While prior research has shown patients want disclosure of adverse events, healthcare providers may still be hesitant to disclose and apologize. Factors that influence providers’ willingness to disclose errors and apologize include organizational support, experience in communicating errors, and expectations surrounding patient response. A culture of safety and a clear legal framework may increase providers’ willingness to disclose errors and apologize.
Gleason KT, Commodore-Mensah Y, Wu AW, et al. Nurse Educ Today. 2021;104:104984.
Massive online open courses (MOOCs) have the ability to reach a broad audience of learners. The Science of Safety in Healthcare MOOC was delivered in 2013 and 2014. At completion of the course, participants reported increased confidence on all six measured domains (teamwork, communication, managing risk, human environment, recognizing and responding, and culture). At 6 months post-completion, the majority agreed the content was useful and positively influenced their clinical practice, demonstrating that MOOCs are an effective interprofessional learning format.
Monazam Tabrizi N, Masri F. BMJ Open. 2021;11(8):e048036.
In this qualitative study, researchers interviewed 40 clinicians in high- and low-performing hospitals to better understand the barriers to effective organizational learning from medical errors.
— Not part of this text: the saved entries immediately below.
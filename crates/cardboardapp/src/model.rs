//! # Domain Model
//!
//! Three independent document types, linked by foreign keys rather than embedding:
//!
//! ```text
//! Space ──1:N──▶ Topic (spaceId) ──1:N──▶ Flashcard (topicId)
//! ```
//!
//! Deleting a parent cascades to its children (see [`crate::commands::spaces::delete`]).
//!
//! ## Field Names
//!
//! Documents are persisted with camelCase keys (`spaceId`, `posX`, `idOrder`,
//! `successAverage`, ...). These keys are the on-disk contract shared with
//! existing data and must not be renamed.
//!
//! ## Card Status
//!
//! [`CardStatus`] is stored as a bare integer:
//!
//! | Value | Status    |
//! |-------|-----------|
//! | 0     | Unset     |
//! | 1     | New       |
//! | 2     | Learning  |
//! | 3     | Reviewing |
//! | 4     | Mastered  |
//!
//! Unset is treated exactly like New everywhere a status is interpreted
//! (averaging, filtering, button selection).
//!
//! ## Legacy Documents
//!
//! Flashcards written before status tracking existed have no `status` key, and
//! older ones have no `idOrder` or style keys either. [`Flashcard`] deserialises
//! those with defaults and remembers whether `status` was missing so the loader
//! can persist the migration.

use once_cell::sync::Lazy;
use regex::Regex;
use serde::{Deserialize, Serialize};
use uuid::Uuid;

pub const DEFAULT_GROUP: &str = "Default";
pub const DEFAULT_TEXT_COLOR: &str = "#FFFFFF";

/// Generates a fresh document id.
pub fn new_id() -> String {
    Uuid::new_v4().to_string()
}

static HEX_COLOR: Lazy<Regex> =
    Lazy::new(|| Regex::new(r"(?i)^#([0-9A-F]{3}){1,2}$").expect("valid colour pattern"));

/// `#RGB` or `#RRGGBB`, case-insensitive.
pub fn is_hex_color(value: &str) -> bool {
    HEX_COLOR.is_match(value)
}

/// Normalises a group label: blank input falls back to [`DEFAULT_GROUP`].
pub fn normalize_group(group: &str) -> String {
    let trimmed = group.trim();
    if trimmed.is_empty() {
        DEFAULT_GROUP.to_string()
    } else {
        trimmed.to_string()
    }
}

#[derive(Debug, Clone, PartialEq, Serialize, Deserialize)]
pub struct Space {
    pub id: String,
    pub name: String,
    #[serde(default)]
    pub group: String,
    #[serde(default)]
    pub order: i64,
}

impl Space {
    /// The group this space is displayed under.
    pub fn display_group(&self) -> String {
        normalize_group(&self.group)
    }
}

#[derive(Debug, Clone, PartialEq, Serialize, Deserialize)]
#[serde(rename_all = "camelCase")]
pub struct Topic {
    pub id: String,
    pub space_id: String,
    pub title: String,
    #[serde(default)]
    pub content: String,
    #[serde(default)]
    pub pos_x: f64,
    #[serde(default)]
    pub pos_y: f64,
    #[serde(default, skip_serializing_if = "Option::is_none")]
    pub success_average: Option<f64>,
}

#[derive(Debug, Clone, Copy, PartialEq, Eq, Hash, PartialOrd, Ord, Default, Serialize, Deserialize)]
#[serde(try_from = "u8", into = "u8")]
pub enum CardStatus {
    #[default]
    Unset,
    New,
    Learning,
    Reviewing,
    Mastered,
}

impl CardStatus {
    /// The four selectable statuses, in button order.
    pub const BUTTONS: [CardStatus; 4] = [
        CardStatus::New,
        CardStatus::Learning,
        CardStatus::Reviewing,
        CardStatus::Mastered,
    ];

    pub fn value(self) -> u8 {
        match self {
            CardStatus::Unset => 0,
            CardStatus::New => 1,
            CardStatus::Learning => 2,
            CardStatus::Reviewing => 3,
            CardStatus::Mastered => 4,
        }
    }

    /// Status value used for averaging: Unset counts as New.
    pub fn effective(self) -> u8 {
        match self {
            CardStatus::Unset => 1,
            other => other.value(),
        }
    }

    /// The status button shown as selected for a card with this status.
    pub fn selected_button(self) -> CardStatus {
        match self {
            CardStatus::Unset => CardStatus::New,
            other => other,
        }
    }

    pub fn label(self) -> &'static str {
        match self {
            CardStatus::Unset => "unset",
            CardStatus::New => "new",
            CardStatus::Learning => "learning",
            CardStatus::Reviewing => "reviewing",
            CardStatus::Mastered => "mastered",
        }
    }
}

impl TryFrom<u8> for CardStatus {
    type Error = String;

    fn try_from(value: u8) -> std::result::Result<Self, Self::Error> {
        match value {
            0 => Ok(CardStatus::Unset),
            1 => Ok(CardStatus::New),
            2 => Ok(CardStatus::Learning),
            3 => Ok(CardStatus::Reviewing),
            4 => Ok(CardStatus::Mastered),
            other => Err(format!("status must be between 0 and 4, got {}", other)),
        }
    }
}

impl From<CardStatus> for u8 {
    fn from(status: CardStatus) -> u8 {
        status.value()
    }
}

impl std::str::FromStr for CardStatus {
    type Err = String;

    fn from_str(s: &str) -> std::result::Result<Self, Self::Err> {
        match s.trim().to_ascii_lowercase().as_str() {
            "0" | "unset" => Ok(CardStatus::Unset),
            "1" | "new" => Ok(CardStatus::New),
            "2" | "learning" => Ok(CardStatus::Learning),
            "3" | "reviewing" => Ok(CardStatus::Reviewing),
            "4" | "mastered" => Ok(CardStatus::Mastered),
            other => Err(format!("unknown status '{}'", other)),
        }
    }
}

impl std::fmt::Display for CardStatus {
    fn fmt(&self, f: &mut std::fmt::Formatter<'_>) -> std::fmt::Result {
        f.write_str(self.label())
    }
}

#[derive(Debug, Clone, PartialEq, Serialize)]
#[serde(rename_all = "camelCase")]
pub struct Flashcard {
    pub id: String,
    pub topic_id: String,
    pub question: String,
    #[serde(skip_serializing_if = "Option::is_none")]
    pub question_html_content: Option<String>,
    pub answer: String,
    #[serde(skip_serializing_if = "Option::is_none")]
    pub html_content: Option<String>,
    pub is_bold: bool,
    pub is_italic: bool,
    pub text_color: String,
    pub id_order: i64,
    pub status: CardStatus,
    /// Set when the stored document had no `status` key.
    #[serde(skip)]
    pub status_missing: bool,
}

// Legacy documents may lack `status`, `idOrder` and the style keys.
impl<'de> Deserialize<'de> for Flashcard {
    fn deserialize<D>(deserializer: D) -> std::result::Result<Self, D::Error>
    where
        D: serde::Deserializer<'de>,
    {
        let helper = FlashcardHelper::deserialize(deserializer)?;

        Ok(Flashcard {
            id: helper.id,
            topic_id: helper.topic_id,
            question: helper.question,
            question_html_content: helper.question_html_content.filter(|h| !h.is_empty()),
            answer: helper.answer,
            html_content: helper.html_content.filter(|h| !h.is_empty()),
            is_bold: helper.is_bold,
            is_italic: helper.is_italic,
            text_color: helper
                .text_color
                .unwrap_or_else(|| DEFAULT_TEXT_COLOR.to_string()),
            id_order: helper.id_order,
            status_missing: helper.status.is_none(),
            status: helper.status.unwrap_or_default(),
        })
    }
}

#[derive(Deserialize)]
#[serde(rename_all = "camelCase")]
struct FlashcardHelper {
    id: String,
    topic_id: String,
    #[serde(default)]
    question: String,
    #[serde(default)]
    question_html_content: Option<String>,
    #[serde(default)]
    answer: String,
    #[serde(default)]
    html_content: Option<String>,
    #[serde(default)]
    is_bold: bool,
    #[serde(default)]
    is_italic: bool,
    #[serde(default)]
    text_color: Option<String>,
    #[serde(default)]
    id_order: i64,
    #[serde(default)]
    status: Option<CardStatus>,
}

/// Sorts cards into display order: ascending `idOrder`, ties broken by id.
pub fn sort_by_order(cards: &mut [Flashcard]) {
    cards.sort_by(|a, b| a.id_order.cmp(&b.id_order).then_with(|| a.id.cmp(&b.id)));
}

/// Shows only cards whose selected status button matches.
///
/// Filtering on `New` also shows `Unset` cards.
#[derive(Debug, Clone, Copy, PartialEq, Eq)]
pub struct StatusFilter(pub CardStatus);

impl StatusFilter {
    pub fn matches(&self, card: &Flashcard) -> bool {
        card.status.selected_button() == self.0.selected_button()
    }
}

/// Absolute positions in `cards` of the cards visible under `filter`.
pub fn visible_positions(cards: &[Flashcard], filter: Option<StatusFilter>) -> Vec<usize> {
    cards
        .iter()
        .enumerate()
        .filter(|(_, card)| filter.map_or(true, |f| f.matches(card)))
        .map(|(i, _)| i)
        .collect()
}

/// Colour band of a topic's success badge.
#[derive(Debug, Clone, Copy, PartialEq, Eq)]
pub enum SuccessBand {
    New,
    Learning,
    Reviewing,
    Mastered,
}

impl SuccessBand {
    pub fn from_average(average: f64) -> Self {
        if average <= 1.5 {
            SuccessBand::New
        } else if average <= 2.5 {
            SuccessBand::Learning
        } else if average <= 3.5 {
            SuccessBand::Reviewing
        } else {
            SuccessBand::Mastered
        }
    }
}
Findings from these interviews suggest that the primary barriers to active learning stem from social issues post-reporting – e.g., lack of trust or proactive engagement from management. The authors highlight the importance of fostering an organizational culture that encourages cooperation and collaboration between management and clinicians.
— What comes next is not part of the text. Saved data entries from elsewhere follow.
//! # Bulk JSON Import
//!
//! Accepts a document of the form:
//!
//! ```json
//! {
//!   "cards": [
//!     { "question": "2 + 2?", "answer": "4" },
//!     { "question": "Capital of France?", "answer": "Paris",
//!       "isBold": true, "isItalic": false, "textColor": "#FF0000",
//!       "idOrder": 7, "status": 3 }
//!   ]
//! }
//! ```
//!
//! The whole document is validated before the first write. Any problem aborts
//! the import with an [`ImportError`] naming the offending card (0-based) and
//! field, and nothing is stored.
//!
//! Optional fields default to `isBold = false`, `isItalic = false`,
//! `textColor = "#FFFFFF"`, `status = 0`. A card without `idOrder` gets the
//! next value after the highest order seen so far, counting both the topic's
//! existing cards and explicit `idOrder`s earlier in the same import.
//!
//! Valid cards are written one at a time. A store failure stops the import;
//! the cards already written are reported alongside the error, and the
//! success average is recomputed once either way.

use super::ordering;
use super::status::recompute_success_average;
use crate::error::{CardboardError, Result};
use crate::model::{is_hex_color, new_id, CardStatus, Flashcard, DEFAULT_TEXT_COLOR};
use crate::store::DataStore;
use serde_json::{Map, Value};
use thiserror::Error;

#[derive(Error, Debug, Clone, PartialEq)]
pub enum ImportError {
    #[error("invalid JSON: {0}")]
    InvalidJson(String),

    #[error("top-level value must be an object")]
    NotAnObject,

    #[error("missing 'cards' array")]
    MissingCards,

    #[error("'cards' must contain at least one card")]
    NoCards,

    #[error("card {index}: must be an object")]
    CardNotObject { index: usize },

    #[error("card {index}: missing required field '{field}'")]
    MissingField { index: usize, field: &'static str },

    #[error("card {index}: field '{field}' must not be empty")]
    EmptyField { index: usize, field: &'static str },

    #[error("card {index}: field '{field}' must be {expected}")]
    WrongType {
        index: usize,
        field: &'static str,
        expected: &'static str,
    },

    #[error("card {index}: textColor '{value}' is not a #RGB or #RRGGBB colour")]
    InvalidColor { index: usize, value: String },

    #[error("card {index}: status {value} is outside 0-4")]
    InvalidStatus { index: usize, value: String },
}

impl ImportError {
    /// The 0-based card the error refers to, if any.
    pub fn card_index(&self) -> Option<usize> {
        match self {
            ImportError::CardNotObject { index }
            | ImportError::MissingField { index, .. }
            | ImportError::EmptyField { index, .. }
            | ImportError::WrongType { index, .. }
            | ImportError::InvalidColor { index, .. }
            | ImportError::InvalidStatus { index, .. } => Some(*index),
            _ => None,
        }
    }
}

/// One validated card from an import document.
#[derive(Debug, Clone, PartialEq)]
pub struct ImportedCard {
    pub question: String,
    pub answer: String,
    pub is_bold: bool,
    pub is_italic: bool,
    pub text_color: String,
    pub id_order: Option<i64>,
    pub status: CardStatus,
}

/// What an import stored, and why it stopped early if it did.
#[derive(Debug)]
pub struct ImportOutcome {
    pub created: Vec<Flashcard>,
    pub error: Option<CardboardError>,
    pub average: Option<f64>,
}

impl ImportOutcome {
    pub fn is_complete(&self) -> bool {
        self.error.is_none()
    }
}

/// Validates an import document without touching any store.
pub fn parse(json_text: &str) -> std::result::Result<Vec<ImportedCard>, ImportError> {
    let root: Value =
        serde_json::from_str(json_text).map_err(|e| ImportError::InvalidJson(e.to_string()))?;
    let root = root.as_object().ok_or(ImportError::NotAnObject)?;
    let cards = root
        .get("cards")
        .and_then(Value::as_array)
        .ok_or(ImportError::MissingCards)?;
    if cards.is_empty() {
        return Err(ImportError::NoCards);
    }

    cards
        .iter()
        .enumerate()
        .map(|(index, value)| {
            let card = value
                .as_object()
                .ok_or(ImportError::CardNotObject { index })?;
            parse_card(index, card)
        })
        .collect()
}

fn parse_card(index: usize, card: &Map<String, Value>) -> std::result::Result<ImportedCard, ImportError> {
    let question = required_text(index, card, "question")?;
    let answer = required_text(index, card, "answer")?;
    let is_bold = optional_bool(index, card, "isBold")?;
    let is_italic = optional_bool(index, card, "isItalic")?;

    let text_color = match card.get("textColor") {
        None => DEFAULT_TEXT_COLOR.to_string(),
        Some(Value::String(color)) if is_hex_color(color) => color.clone(),
        Some(Value::String(color)) => {
            return Err(ImportError::InvalidColor {
                index,
                value: color.clone(),
            })
        }
        Some(_) => return Err(wrong_type(index, "textColor", "a string")),
    };

    let id_order = match card.get("idOrder") {
        None => None,
        Some(value) => Some(integer(index, "idOrder", value)?),
    };

    let status = match card.get("status") {
        None => CardStatus::Unset,
        Some(value) => {
            let raw = integer(index, "status", value)?;
            u8::try_from(raw)
                .ok()
                .and_then(|v| CardStatus::try_from(v).ok())
                .ok_or(ImportError::InvalidStatus {
                    index,
                    value: raw.to_string(),
                })?
        }
    };

    Ok(ImportedCard {
        question,
        answer,
        is_bold,
        is_italic,
        text_color,
        id_order,
        status,
    })
}

fn wrong_type(index: usize, field: &'static str, expected: &'static str) -> ImportError {
    ImportError::WrongType {
        index,
        field,
        expected,
    }
}

fn required_text(
    index: usize,
    card: &Map<String, Value>,
    field: &'static str,
) -> std::result::Result<String, ImportError> {
    match card.get(field) {
        None => Err(ImportError::MissingField { index, field }),
        Some(Value::String(s)) if s.trim().is_empty() => Err(ImportError::EmptyField { index, field }),
        Some(Value::String(s)) => Ok(s.clone()),
        Some(_) => Err(wrong_type(index, field, "a string")),
    }
}

fn optional_bool(
    index: usize,
    card: &Map<String, Value>,
    field: &'static str,
) -> std::result::Result<bool, ImportError> {
    match card.get(field) {
        None => Ok(false),
        Some(Value::Bool(b)) => Ok(*b),
        Some(_) => Err(wrong_type(index, field, "a boolean")),
    }
}

fn integer(index: usize, field: &'static str, value: &Value) -> std::result::Result<i64, ImportError> {
    match value {
        Value::Number(n) => n.as_i64().ok_or(wrong_type(index, field, "an integer")),
        _ => Err(wrong_type(index, field, "a number")),
    }
}

/// Validates `json_text` and appends its cards to `topic_id`.
///
/// Validation failures return `Err` with nothing written. Once writing starts,
/// the outcome carries whatever was created plus the first store error.
pub fn run<S: DataStore>(store: &mut S, topic_id: &str, json_text: &str) -> Result<ImportOutcome> {
    let parsed = parse(json_text)?;
    store.get_topic(topic_id)?;
    let mut running_max = ordering::next_order(&store.list_flashcards(topic_id)?) - 1;

    let mut created = Vec::with_capacity(parsed.len());
    let mut error = None;
    for card in parsed {
        let id_order = match card.id_order {
            Some(given) => {
                running_max = running_max.max(given);
                given
            }
            None => {
                running_max += 1;
                running_max
            }
        };
        let flashcard = Flashcard {
            id: new_id(),
            topic_id: topic_id.to_string(),
            question: card.question,
            question_html_content: None,
            answer: card.answer,
            html_content: None,
            is_bold: card.is_bold,
            is_italic: card.is_italic,
            text_color: card.text_color,
            id_order,
            status: card.status,
            status_missing: false,
        };
        if let Err(e) = store.save_flashcard(&flashcard) {
            tracing::warn!(topic = topic_id, created = created.len(), error = %e, "import stopped");
            error = Some(e);
            break;
        }
        created.push(flashcard);
    }

    let average = match recompute_success_average(store, topic_id) {
        Ok(average) => Some(average),
        Err(e) => {
            tracing::warn!(topic = topic_id, error = %e, "average not updated after import");
            error.get_or_insert(e);
            None
        }
    };
    tracing::info!(topic = topic_id, created = created.len(), "flashcards imported");
    Ok(ImportOutcome {
        created,
        error,
        average,
    })
}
Wei W, Coffey W, Adeola M, et al. Am J Health Syst Pharm. 2021;Epub Jul 15.
Smart pumps can improve medication safety, but barriers such as workarounds and alert fatigue can limit their effectiveness. After implementing smart pumps with an electronic health record (EHR) system, this community hospital saw increased drug library compliance and fewer infusions generating alerts.
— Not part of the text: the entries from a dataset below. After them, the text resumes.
//! Flashcard create, edit, delete, and topic loading.
//!
//! Every mutation here ends with a success-average recompute. Loading a topic
//! also persists `status = 0` for legacy cards stored without a status.

use super::ordering::{self, ReorderOutcome};
use super::status::{migrate_missing_status, recompute_success_average};
use crate::error::{CardboardError, Result};
use crate::model::{is_hex_color, new_id, CardStatus, Flashcard, Topic, DEFAULT_TEXT_COLOR};
use crate::richtext::RichText;
use crate::store::{BatchReport, DataStore, FlashcardPatch};

/// Content and style of a card being created or edited.
#[derive(Debug, Clone, PartialEq)]
pub struct NewFlashcard {
    pub question: String,
    pub question_html_content: Option<String>,
    pub answer: String,
    pub html_content: Option<String>,
    pub is_bold: bool,
    pub is_italic: bool,
    pub text_color: String,
}

impl NewFlashcard {
    pub fn plain(question: impl Into<String>, answer: impl Into<String>) -> Self {
        Self {
            question: question.into(),
            question_html_content: None,
            answer: answer.into(),
            html_content: None,
            is_bold: false,
            is_italic: false,
            text_color: DEFAULT_TEXT_COLOR.to_string(),
        }
    }

    /// Plain text goes to `question`/`answer`, rendered HTML alongside.
    pub fn from_rich(question: &RichText, answer: &RichText) -> Self {
        Self {
            question: question.plain_text(),
            question_html_content: non_empty(question.to_html()),
            answer: answer.plain_text(),
            html_content: non_empty(answer.to_html()),
            ..Self::plain("", "")
        }
    }

    pub fn validate(&self) -> Result<()> {
        if self.question.trim().is_empty() {
            return Err(CardboardError::Validation("question must not be empty".into()));
        }
        let has_html = self.html_content.as_deref().is_some_and(|h| !h.is_empty());
        if self.answer.trim().is_empty() && !has_html {
            return Err(CardboardError::Validation("answer must not be empty".into()));
        }
        if !is_hex_color(&self.text_color) {
            return Err(CardboardError::Validation(format!(
                "text color '{}' is not a #RGB or #RRGGBB value",
                self.text_color
            )));
        }
        Ok(())
    }
}

fn non_empty(s: String) -> Option<String> {
    if s.is_empty() {
        None
    } else {
        Some(s)
    }
}

/// A card written by create or edit, with the topic's new average.
#[derive(Debug, Clone, PartialEq)]
pub struct CardChange {
    pub card: Flashcard,
    pub average: f64,
}

/// Outcome of deleting a card.
#[derive(Debug)]
pub struct CardRemoval {
    pub removed_id: String,
    /// The remaining cards after compaction.
    pub reorder: ReorderOutcome,
    pub average: f64,
}

/// A topic ready for display: ordered cards with legacy statuses migrated.
#[derive(Debug)]
pub struct TopicCards {
    pub topic: Topic,
    pub cards: Vec<Flashcard>,
    pub migration: BatchReport,
}

/// Appends a new card at `max(idOrder) + 1` with status Unset.
pub fn create<S: DataStore>(store: &mut S, topic_id: &str, new: NewFlashcard) -> Result<CardChange> {
    new.validate()?;
    store.get_topic(topic_id)?;
    let existing = store.list_flashcards(topic_id)?;

    let card = Flashcard {
        id: new_id(),
        topic_id: topic_id.to_string(),
        question: new.question,
        question_html_content: new.question_html_content,
        answer: new.answer,
        html_content: new.html_content,
        is_bold: new.is_bold,
        is_italic: new.is_italic,
        text_color: new.text_color,
        id_order: ordering::next_order(&existing),
        status: CardStatus::Unset,
        status_missing: false,
    };
    store.save_flashcard(&card)?;
    tracing::debug!(topic = topic_id, card = %card.id, order = card.id_order, "flashcard created");

    let average = recompute_success_average(store, topic_id)?;
    Ok(CardChange { card, average })
}

/// Replaces content and style; `status` and `idOrder` are kept.
pub fn edit<S: DataStore>(
    store: &mut S,
    topic_id: &str,
    card_id: &str,
    new: NewFlashcard,
) -> Result<CardChange> {
    new.validate()?;
    let existing = store.get_flashcard(topic_id, card_id)?;

    let patch = FlashcardPatch {
        question: Some(new.question.clone()),
        question_html_content: Some(new.question_html_content.clone().unwrap_or_default()),
        answer: Some(new.answer.clone()),
        html_content: Some(new.html_content.clone().unwrap_or_default()),
        is_bold: Some(new.is_bold),
        is_italic: Some(new.is_italic),
        text_color: Some(new.text_color.clone()),
        ..Default::default()
    };
    store.update_flashcard(topic_id, card_id, &patch)?;
    tracing::debug!(topic = topic_id, card = card_id, "flashcard edited");

    let card = Flashcard {
        question: new.question,
        question_html_content: new.question_html_content,
        answer: new.answer,
        html_content: new.html_content,
        is_bold: new.is_bold,
        is_italic: new.is_italic,
        text_color: new.text_color,
        ..existing
    };
    let average = recompute_success_average(store, topic_id)?;
    Ok(CardChange { card, average })
}

/// Removes a card, closes the gap in `idOrder` and recomputes the average.
pub fn delete<S: DataStore>(store: &mut S, topic_id: &str, card_id: &str) -> Result<CardRemoval> {
    store.get_flashcard(topic_id, card_id)?;
    store.delete_flashcard(topic_id, card_id)?;
    tracing::debug!(topic = topic_id, card = card_id, "flashcard deleted");

    let reorder = ordering::compact(store, topic_id)?;
    let average = recompute_success_average(store, topic_id)?;
    Ok(CardRemoval {
        removed_id: card_id.to_string(),
        reorder,
        average,
    })
}

/// Loads a topic and its ordered cards, migrating missing statuses.
pub fn load<S: DataStore>(store: &mut S, topic_id: &str) -> Result<TopicCards> {
    let topic = store.get_topic(topic_id)?;
    let mut cards = ordering::ordered_cards(store, topic_id)?;
    let migration = migrate_missing_status(store, topic_id, &mut cards);
    Ok(TopicCards {
        topic,
        cards,
        migration,
    })
}

#[cfg(test)]
mod tests {
    use super::*;
    use crate::richtext::Style;
    use crate::store::backend::{Collection, DocumentBackend};
    use crate::store::memory::fixtures::StoreFixture;
    use crate::store::memory::InMemoryStore;
    use serde_json::json;

    fn store_with(cards: &[(&str, CardStatus)]) -> InMemoryStore {
        StoreFixture::new()
            .with_space("s", "", 0)
            .with_topic("t", "s")
            .with_cards("t", cards)
            .build()
    }

    fn orders(store: &InMemoryStore) -> Vec<i64> {
        ordering::ordered_cards(store, "t")
            .unwrap()
            .iter()
            .map(|c| c.id_order)
            .collect()
    }

    #[test]
    fn create_appends_with_unset_status() {
        let mut store = store_with(&[("a", CardStatus::Mastered), ("b", CardStatus::Mastered)]);

        let change = create(&mut store, "t", NewFlashcard::plain("Q", "A")).unwrap();
        assert_eq!(change.card.id_order, 3);
        assert_eq!(change.card.status, CardStatus::Unset);
        // (4 + 4 + 1) / 3
        assert_eq!(change.average, 3.0);

        let stored = store.get_flashcard("t", &change.card.id).unwrap();
        assert_eq!(stored, change.card);
    }

    #[test]
    fn create_in_empty_topic_starts_at_one() {
        let mut store = store_with(&[]);
        let change = create(&mut store, "t", NewFlashcard::plain("Q", "A")).unwrap();
        assert_eq!(change.card.id_order, 1);
        assert_eq!(change.average, 1.0);
    }

    #[test]
    fn create_validates_content() {
        let mut store = store_with(&[]);
        assert!(matches!(
            create(&mut store, "t", NewFlashcard::plain("  ", "A")),
            Err(CardboardError::Validation(_))
        ));
        assert!(matches!(
            create(&mut store, "t", NewFlashcard::plain("Q", "")),
            Err(CardboardError::Validation(_))
        ));

        let html_only = NewFlashcard {
            html_content: Some("<b>A</b>".into()),
            ..NewFlashcard::plain("Q", "")
        };
        assert!(create(&mut store, "t", html_only).is_ok());

        let bad_color = NewFlashcard {
            text_color: "red".into(),
            ..NewFlashcard::plain("Q", "A")
        };
        assert!(create(&mut store, "t", bad_color).is_err());
    }

    #[test]
    fn create_in_missing_topic_is_not_found() {
        let mut store = store_with(&[]);
        let err = create(&mut store, "ghost", NewFlashcard::plain("Q", "A")).unwrap_err();
        assert!(matches!(err, CardboardError::TopicNotFound(_)));
    }

    #[test]
    fn create_from_rich_text_stores_plain_and_html() {
        let mut store = store_with(&[]);
        let mut answer = RichText::from_plain("Paris");
        answer.toggle_bold(0..5);
        let new = NewFlashcard::from_rich(&RichText::from_plain("Capital?"), &answer);

        let change = create(&mut store, "t", new).unwrap();
        assert_eq!(change.card.answer, "Paris");
        assert_eq!(change.card.html_content.as_deref(), Some("<b>Paris</b>"));
        assert_eq!(change.card.question_html_content.as_deref(), Some("Capital?"));
        assert_eq!(answer.runs()[0].style, Style { bold: true, ..Style::default() });
    }

    #[test]
    fn edit_keeps_status_and_order() {
        let mut store = store_with(&[("a", CardStatus::New), ("b", CardStatus::Reviewing)]);

        let new = NewFlashcard {
            is_italic: true,
            text_color: "#00ff00".into(),
            ..NewFlashcard::plain("New Q", "New A")
        };
        let change = edit(&mut store, "t", "b", new).unwrap();
        assert_eq!(change.card.status, CardStatus::Reviewing);
        assert_eq!(change.card.id_order, 2);
        assert_eq!(change.average, 2.0);

        let stored = store.get_flashcard("t", "b").unwrap();
        assert_eq!(stored.question, "New Q");
        assert!(stored.is_italic);
        assert_eq!(stored.text_color, "#00ff00");
        assert_eq!(stored.status, CardStatus::Reviewing);
        assert_eq!(stored.id_order, 2);
    }

    #[test]
    fn edit_clears_previous_html() {
        let mut store = store_with(&[]);
        let rich = NewFlashcard {
            html_content: Some("<i>A</i>".into()),
            ..NewFlashcard::plain("Q", "A")
        };
        let id = create(&mut store, "t", rich).unwrap().card.id;

        edit(&mut store, "t", &id, NewFlashcard::plain("Q", "B")).unwrap();
        assert_eq!(store.get_flashcard("t", &id).unwrap().html_content, None);
    }

    #[test]
    fn delete_compacts_orders() {
        let mut store = store_with(&[
            ("a", CardStatus::New),
            ("b", CardStatus::New),
            ("c", CardStatus::Mastered),
        ]);

        let removal = delete(&mut store, "t", "a").unwrap();
        assert_eq!(removal.removed_id, "a");
        assert_eq!(orders(&store), vec![1, 2]);
        assert_eq!(removal.average, 2.5);
        let ids: Vec<&str> = removal.reorder.cards.iter().map(|c| c.id.as_str()).collect();
        assert_eq!(ids, vec!["b", "c"]);
    }

    #[test]
    fn deleting_last_card_resets_average_to_zero() {
        let mut store = store_with(&[("only", CardStatus::Mastered)]);
        recompute_success_average(&mut store, "t").unwrap();
        assert_eq!(store.get_topic("t").unwrap().success_average, Some(4.0));

        let removal = delete(&mut store, "t", "only").unwrap();
        assert_eq!(removal.average, 0.0);
        assert_eq!(store.get_topic("t").unwrap().success_average, Some(0.0));
    }

    #[test]
    fn create_delete_sequences_stay_dense() {
        let mut store = store_with(&[]);
        let mut ids = Vec::new();
        for i in 0..5 {
            let q = format!("Q{}", i);
            ids.push(create(&mut store, "t", NewFlashcard::plain(q, "A")).unwrap().card.id);
        }
        delete(&mut store, "t", &ids[1]).unwrap();
        delete(&mut store, "t", &ids[3]).unwrap();
        create(&mut store, "t", NewFlashcard::plain("late", "A")).unwrap();
        delete(&mut store, "t", &ids[0]).unwrap();

        assert_eq!(orders(&store), vec![1, 2, 3]);
    }

    #[test]
    fn load_migrates_and_orders() {
        let mut store = store_with(&[("a", CardStatus::Learning), ("b", CardStatus::New)]);
        let legacy = json!({"question": "Q", "answer": "A", "idOrder": 0});
        store
            .backend()
            .set(&Collection::flashcards("t"), "legacy", legacy.as_object().unwrap())
            .unwrap();

        let loaded = load(&mut store, "t").unwrap();
        let ids: Vec<&str> = loaded.cards.iter().map(|c| c.id.as_str()).collect();
        assert_eq!(ids, vec!["legacy", "a", "b"]);
        assert_eq!(loaded.migration.succeeded, vec!["legacy"]);
        assert!(!store.get_flashcard("t", "legacy").unwrap().status_missing);
    }

    #[test]
    fn load_missing_topic_is_not_found() {
        let mut store = store_with(&[]);
        assert!(load(&mut store, "ghost").unwrap_err().is_not_found());
    }
}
Jun J, Ojemeni MM, Kalamani R, et al. Int J Nurs Stud. 2021;119:103933.
Burnout among nurses can compromise safe patient care and lead to poor outcomes. This systematic review identified five organizational-level outcomes associated with nurse burnout – (1) patient safety, (2) quality of care, (3) nurses’ organizational commitment, (4) nurse productivity, and (5) patient satisfaction – and these themes were consistently inversely associated with outcome measures.
Patterson ES, Rayo MF, Edworthy JR, et al. Hum Factors. 2021;Epub May 19.
Alarm fatigue can lead to distraction and diminish safe care. Based on findings from their Patient Safety Learning Laboratory, the authors used human factors engineering to develop a classification system to organize, prioritize, and discriminate alarm sounds in order to reduce nurse response times.
Bartman T, Merandi J, Maa T, et al. Jt Comm J Qual Patient Saf. 2021;47(8):526-532.
Safety II is a proactive approach to improving patient safety by learning from what goes right in healthcare. A US children’s hospital developed three tools for frontline clinicians to recognize, mitigate, and learn from potential safety issues at the bedside.
Berry P. Postgrad Med J. 2021;Epub Jul 23.
Staff willingness to speak up about patient safety enables organizations to implement improvements to prevent patient harm. The author describes barriers that trainees face when presented with an opportunity to speak up as well as barriers faced by those who receive the reports. Initiatives to improve trainee speaking up behavior are discussed.